To fix this problem, what was done was to find a way to “escape” the next header so that the program interprets it as data, but it continues being a header so that the next reference of the central directory continues working. We can get it thanks to the fact that in Zip there are blocks that are not compressed and must be copied as they are in the decompression, and these blocks are preceded by a header of 5 bytes that indicates the size of the block that has to be copied directly. By means of these headers we can “escape” all the headers until arriving at the content of the file:
Let’s see an example of how it would work with N=3: The program starts consulting the first header of the central directory, “CD Header 1”, which redirects it to “Header 1”. Zip executes what is behind “Header 1”. You will find the header “Escape next 2 headers”, so the program writes in the output as are the headers “Header 2”, “Escape next header” and “Header 3”. Then it finds “Data 1” and decompresses it in the output. Then it goes to the next file, consulting the next header of the central directory, “CD Header 2”, which redirects it to “Header 2”. Zip executes what is behind, and finds the header “Escape next header” so it writes in the output header “Header N” and decompresses “Data 1”. To finish the program goes to the last header of the central directory, “CD Header N”, redirects it to the header “Header N” and decompresses in the output “Data 1”.
In this example there are 3 file headers of 31 bytes, 2 escape headers of 5 bytes, a file with the compressed data and 3 headers of the central directory of 1 byte. If we put a compressed file in “Data 1” of 1000 bytes, we have a total of 1106 bytes. That file will be full of zeros to get the maximum DEFLATE decompression rate, so when decompressed it becomes 1.032.000 bytes. When it is repeated 3 times, we have 3,096,000 bytes.
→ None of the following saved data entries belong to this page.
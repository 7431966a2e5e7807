//! Quiz protocol
//!
//! In quiz mode the model answers with one structured JSON record per turn.
//! This module finds that record in the reply, checks it against the record
//! contract, and builds escalating corrections when it is malformed.

mod parse;
mod record;
mod retry;


pub use parse::parse_record;
pub use record::{
    CompletionRecord, FeedbackRecord, QuestionRecord, QuizRecord, QuizType, COMPLETE_EXAMPLE,
    FEEDBACK_EXAMPLE,
};
pub use retry::{RetryDecision, RetryTracker, EXHAUSTED_MESSAGE};

#[cfg(test)]
pub use parse::extract_reply;
#[cfg(test)]
pub use record::{RawQuizReply, QuizViolation};
#[cfg(test)]
pub use retry::MAX_QUIZ_ATTEMPTS;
Plus the escaped headers, make a total of 3,096,108 bytes from 1,106 bytes.
David Fifield has managed to optimize this to the point of achieving a quadratic decompression rate, with which a 42kB compressed file gives a 5.5GB file, and a 46MB file gives 4.5 PB.
You can download both the zip bombs and the source code of the program that generates them in David Fifield’s blog. But be careful, because nowadays it works and if you try to decompress it your computer will be blocked. In that blog you also have explained in more detail the whole process of construction and optimization of the zip bomb.
With this input I finish the series of zip bombs, after having shown the recursive bombs, the quine bombs and the superimposed bombs.